3D Transforms#

In this example we demonstrate 3D WarpAffine, Rotate and Resize

Warp Operators#

All warp operators work by caclulating the output pixels by sampling the source image at transformed coordinates:

\[{Out}(x, y, z) = {In}(x_{src}, y_{src}, z_{src})\]

This way each output pixel is calculated exactly once.

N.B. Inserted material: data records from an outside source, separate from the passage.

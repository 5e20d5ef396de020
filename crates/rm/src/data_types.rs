//! Data values.
//!
//! The openEHR chain `DATA_VALUE → DV_ORDERED → DV_QUANTIFIED → DV_AMOUNT →
//! DV_QUANTITY` (and its temporal sibling) is flattened into the
//! [`DataValue`] family; the behaviour shared along those chains lives in the
//! [`Quantified`] and [`Temporal`] traits.

use chrono::{DateTime, FixedOffset, NaiveDate, NaiveTime};

use crate::base::TerminologyId;

rm_type! {
    /// A code from a terminology.
    pub struct CodePhrase as "CODE_PHRASE" extends [] {
        terminology_id: TerminologyId => "TERMINOLOGY_ID" [mandatory],
        code_string: String => "String" [mandatory],
        preferred_term: Option<String> => "String" [optional],
    }
}

impl CodePhrase {
    pub fn new(terminology: impl Into<String>, code: impl Into<String>) -> Self {
        Self {
            terminology_id: TerminologyId::new(terminology),
            code_string: code.into(),
            preferred_term: None,
        }
    }
}

rm_type! {
    pub struct DvBoolean as "DV_BOOLEAN" extends ["DATA_VALUE"] {
        value: bool => "Boolean" [mandatory],
    }
}

rm_type! {
    pub struct DvUri as "DV_URI" extends ["DATA_VALUE"] {
        value: String => "String" [mandatory],
    }
}

rm_type! {
    pub struct DvEhrUri as "DV_EHR_URI" extends ["DV_URI"] {
        value: String => "String" [mandatory],
    }
}

rm_family! {
    /// A `DV_URI` field, which may also hold a `DV_EHR_URI`.
    pub enum UriValue as "DV_URI" {
        Uri(DvUri),
        EhrUri(DvEhrUri),
    }
}

rm_type! {
    /// Plain text, optionally with a hyperlink and language.
    pub struct DvText as "DV_TEXT" extends ["DATA_VALUE"] {
        value: String => "String" [mandatory],
        hyperlink: Option<UriValue> => "DV_URI" [optional],
        formatting: Option<String> => "String" [optional],
        language: Option<CodePhrase> => "CODE_PHRASE" [optional],
        encoding: Option<CodePhrase> => "CODE_PHRASE" [optional],
    }
}

impl DvText {
    pub fn new(value: impl Into<String>) -> Self {
        Self {
            value: value.into(),
            ..Default::default()
        }
    }
}

rm_type! {
    /// Text whose meaning is fixed by a terminology code.
    pub struct DvCodedText as "DV_CODED_TEXT" extends ["DV_TEXT"] {
        value: String => "String" [mandatory],
        hyperlink: Option<UriValue> => "DV_URI" [optional],
        formatting: Option<String> => "String" [optional],
        language: Option<CodePhrase> => "CODE_PHRASE" [optional],
        encoding: Option<CodePhrase> => "CODE_PHRASE" [optional],
        defining_code: CodePhrase => "CODE_PHRASE" [mandatory],
    }
}

impl DvCodedText {
    pub fn new(value: impl Into<String>, defining_code: CodePhrase) -> Self {
        Self {
            value: value.into(),
            defining_code,
            ..Default::default()
        }
    }
}

rm_family! {
    /// A `DV_TEXT` field, which may also hold a `DV_CODED_TEXT`.
    pub enum TextValue as "DV_TEXT" {
        Plain(DvText),
        Coded(DvCodedText),
    }
}

impl From<&str> for TextValue {
    fn from(value: &str) -> Self {
        TextValue::Plain(DvText::new(value))
    }
}

impl TextValue {
    pub fn value(&self) -> &str {
        match self {
            TextValue::Plain(text) => &text.value,
            TextValue::Coded(text) => &text.value,
        }
    }
}

rm_type! {
    pub struct DvQuantity as "DV_QUANTITY" extends ["DV_AMOUNT"] {
        magnitude: f64 => "Real" [mandatory],
        units: String => "String" [mandatory],
        precision: Option<i64> => "Integer" [optional],
        magnitude_status: Option<String> => "String" [optional],
    }
}

impl DvQuantity {
    pub fn new(magnitude: f64, units: impl Into<String>) -> Self {
        Self {
            magnitude,
            units: units.into(),
            ..Default::default()
        }
    }
}

rm_type! {
    pub struct DvCount as "DV_COUNT" extends ["DV_AMOUNT"] {
        magnitude: i64 => "Integer" [mandatory],
        magnitude_status: Option<String> => "String" [optional],
    }
}

rm_type! {
    /// A ranked symbol, e.g. a score on an ordinal scale.
    pub struct DvOrdinal as "DV_ORDINAL" extends ["DV_ORDERED"] {
        value: i64 => "Integer" [mandatory],
        symbol: DvCodedText => "DV_CODED_TEXT" [mandatory],
    }
}

rm_type! {
    pub struct DvDateTime as "DV_DATE_TIME" extends ["DV_TEMPORAL"] {
        value: String => "String" [mandatory],
    }
}

rm_type! {
    pub struct DvDate as "DV_DATE" extends ["DV_TEMPORAL"] {
        value: String => "String" [mandatory],
    }
}

rm_type! {
    pub struct DvTime as "DV_TIME" extends ["DV_TEMPORAL"] {
        value: String => "String" [mandatory],
    }
}

rm_type! {
    /// An ISO 8601 duration such as `PT30M`.
    pub struct DvDuration as "DV_DURATION" extends ["DV_AMOUNT"] {
        value: String => "String" [mandatory],
    }
}

impl DvDateTime {
    pub fn new(value: impl Into<String>) -> Self {
        Self { value: value.into() }
    }

    pub fn as_date_time(&self) -> Option<DateTime<FixedOffset>> {
        DateTime::parse_from_rfc3339(&self.value).ok()
    }
}

impl DvDate {
    pub fn as_date(&self) -> Option<NaiveDate> {
        NaiveDate::parse_from_str(&self.value, "%Y-%m-%d").ok()
    }
}

impl DvTime {
    pub fn as_time(&self) -> Option<NaiveTime> {
        NaiveTime::parse_from_str(&self.value, "%H:%M:%S%.f")
            .or_else(|_| NaiveTime::parse_from_str(&self.value, "%H:%M"))
            .ok()
    }
}

impl DvDuration {
    pub fn new(value: impl Into<String>) -> Self {
        Self { value: value.into() }
    }
}

/// Values with a numeric magnitude.
pub trait Quantified {
    fn magnitude(&self) -> f64;

    fn magnitude_status(&self) -> Option<&str>;

    /// `true` unless the magnitude is qualified (`<`, `>`, `~` ...).
    fn is_exact(&self) -> bool {
        matches!(self.magnitude_status(), None | Some("="))
    }
}

impl Quantified for DvQuantity {
    fn magnitude(&self) -> f64 {
        self.magnitude
    }

    fn magnitude_status(&self) -> Option<&str> {
        self.magnitude_status.as_deref()
    }
}

impl Quantified for DvCount {
    fn magnitude(&self) -> f64 {
        self.magnitude as f64
    }

    fn magnitude_status(&self) -> Option<&str> {
        self.magnitude_status.as_deref()
    }
}

/// Date and time values held as ISO 8601 text.
pub trait Temporal {
    fn iso_value(&self) -> &str;

    /// Whether the text parses as the type's ISO 8601 form.
    fn is_well_formed(&self) -> bool;
}

impl Temporal for DvDateTime {
    fn iso_value(&self) -> &str {
        &self.value
    }

    fn is_well_formed(&self) -> bool {
        self.as_date_time().is_some()
    }
}

impl Temporal for DvDate {
    fn iso_value(&self) -> &str {
        &self.value
    }

    fn is_well_formed(&self) -> bool {
        self.as_date().is_some()
    }
}

impl Temporal for DvTime {
    fn iso_value(&self) -> &str {
        &self.value
    }

    fn is_well_formed(&self) -> bool {
        self.as_time().is_some()
    }
}

rm_family! {
    /// Any concrete `DATA_VALUE`.
    pub enum DataValue as "DATA_VALUE" {
        Text(DvText),
        CodedText(DvCodedText),
        Boolean(DvBoolean),
        Uri(DvUri),
        EhrUri(DvEhrUri),
        Quantity(DvQuantity),
        Count(DvCount),
        Ordinal(DvOrdinal),
        DateTime(DvDateTime),
        Date(DvDate),
        Time(DvTime),
        Duration(DvDuration),
    }
}

impl DataValue {
    pub fn as_quantified(&self) -> Option<&dyn Quantified> {
        match self {
            DataValue::Quantity(q) => Some(q),
            DataValue::Count(c) => Some(c),
            _ => None,
        }
    }

    pub fn as_temporal(&self) -> Option<&dyn Temporal> {
        match self {
            DataValue::DateTime(v) => Some(v),
            DataValue::Date(v) => Some(v),
            DataValue::Time(v) => Some(v),
            _ => None,
        }
    }
}

#[cfg(test)]
mod tests {
    use super::*;

    #[test]
    fn test_capabilities() {
        let value = DataValue::from(DvQuantity::new(72.5, "kg"));
        let quantified = value.as_quantified().unwrap();
        assert_eq!(quantified.magnitude(), 72.5);
        assert!(quantified.is_exact());
        assert!(value.as_temporal().is_none());

        let count = DvCount {
            magnitude: 3,
            magnitude_status: Some("<".into()),
        };
        assert!(!count.is_exact());

        let when = DataValue::from(DvDateTime::new("2024-03-01T10:15:00+01:00"));
        assert!(when.as_temporal().unwrap().is_well_formed());
        assert!(!DvDate { value: "2024-13-40".into() }.is_well_formed());
        assert!(DvTime { value: "10:15".into() }.is_well_formed());
    }

    #[test]
    fn test_family_reports_concrete_name() {
        let value = DataValue::from(DvCodedText::new("event", CodePhrase::new("openehr", "433")));
        assert_eq!(value.rm_type_name(), "DV_CODED_TEXT");
        assert_eq!(DataValue::TYPE_NAME, "DATA_VALUE");
    }
}
//! Shared fixtures for the integration tests.

#![allow(dead_code)]

use std::sync::{Arc, Once};

use helios_rm::*;
use helios_rm_serde::{RmContext, TypeRegistry};

/// Installs a test-writer subscriber once; `RUST_LOG` selects the level.
pub fn init_tracing() {
    static INIT: Once = Once::new();
    INIT.call_once(|| {
        let _ = tracing_subscriber::fmt()
            .with_env_filter(tracing_subscriber::EnvFilter::from_default_env())
            .with_test_writer()
            .try_init();
    });
}

/// A fresh registry holding every model type, paired with the model schema.
pub fn context() -> RmContext {
    init_tracing();
    let registry = TypeRegistry::from_exports(exports()).expect("model exports register");
    RmContext::new(registry, Arc::new(schema().clone()))
}

pub fn code(terminology: &str, code: &str) -> CodePhrase {
    CodePhrase::new(terminology, code)
}

pub fn element(node_id: &str, name: &str, value: impl Into<DataValue>) -> Item {
    Item::Element(Element::new(node_id, name).with_value(value))
}

/// A vital signs encounter exercising polymorphic fields, lists, nested
/// families and optional values.
pub fn vitals() -> Composition {
    let mut systolic = DvQuantity::new(120.5, "mm[Hg]");
    systolic.precision = Some(1);

    let tree = ItemTree {
        name: "Tree".into(),
        archetype_node_id: "at0003".into(),
        items: vec![
            element("at0004", "Systolic", systolic),
            element("at0005", "Pulse count", DvCount { magnitude: 72, magnitude_status: None }),
            Item::Cluster(Cluster {
                name: "Device".into(),
                archetype_node_id: "at0010".into(),
                items: vec![
                    element("at0011", "Serial", DvText::new("SN-4711")),
                    element("at0012", "Calibrated", DvBoolean { value: true }),
                ],
                ..Default::default()
            }),
            Item::Element(Element {
                null_flavour: Some(DvCodedText::new("unknown", code("openehr", "253"))),
                ..Element::new("at0013", "Comment")
            }),
        ],
        ..Default::default()
    };

    let observation = Observation {
        name: TextValue::Coded(DvCodedText::new(
            "Blood pressure",
            code("SNOMED-CT(2003)", "75367002"),
        )),
        archetype_node_id: "openEHR-EHR-OBSERVATION.blood_pressure.v1".into(),
        language: code("ISO_639-1", "en"),
        encoding: code("IANA_character-sets", "UTF-8"),
        subject: PartyProxy::PartySelf(PartySelf {}),
        data: History {
            name: "history".into(),
            archetype_node_id: "at0001".into(),
            origin: DvDateTime::new("2024-03-01T10:15:00Z"),
            events: vec![Event::Point(PointEvent {
                name: "any event".into(),
                archetype_node_id: "at0002".into(),
                time: DvDateTime::new("2024-03-01T10:15:00Z"),
                data: ItemStructure::Tree(tree),
                ..Default::default()
            })],
            ..Default::default()
        },
        ..Default::default()
    };

    Composition {
        name: "Vital Signs".into(),
        archetype_node_id: "openEHR-EHR-COMPOSITION.encounter.v1".into(),
        uid: Some(UidBasedId::ObjectVersionId(ObjectVersionId {
            value: "8849182c-82ad-4088-a07f-48ead4180515::example.domain::1".into(),
        })),
        archetype_details: Some(Archetyped {
            archetype_id: ArchetypeId::new("openEHR-EHR-COMPOSITION.encounter.v1"),
            rm_version: "1.0.4".into(),
        }),
        language: code("ISO_639-1", "en"),
        territory: code("ISO_3166-1", "GB"),
        category: DvCodedText::new("event", code("openehr", "433")),
        composer: PartyProxy::Identified(PartyIdentified {
            name: Some("Dr. Yamamoto".into()),
        }),
        context: Some(EventContext {
            start_time: DvDateTime::new("2024-03-01T10:00:00Z"),
            setting: DvCodedText::new("other care", code("openehr", "238")),
            ..Default::default()
        }),
        content: vec![ContentItem::Observation(observation)],
        ..Default::default()
    }
}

If the source coordinates do not point exactly to pixel centers, the values of neighboring pixels will be interpolated or the nearest pixel is taken, depending on the interpolation method specified in the interp_type argument.

Affine transform#

The source sample coordinates \(x_{src}, y_{src}, z_{src}\) are calculated according to the formula:

\[\begin{split}\begin{vmatrix} x_{src} \\ y_{src} \\ z_{src} \end{vmatrix} = \begin{vmatrix} m_{00} & m_{01} & m_{02} & t_x \\ m_{10} & m_{11} & m_{12} & t_y \\ m_{20} & m_{21} & m_{22} & t_z \end{vmatrix} \begin{vmatrix} {x} \\ {y} \\ {z} \\ 1 \end{vmatrix}\end{split}\]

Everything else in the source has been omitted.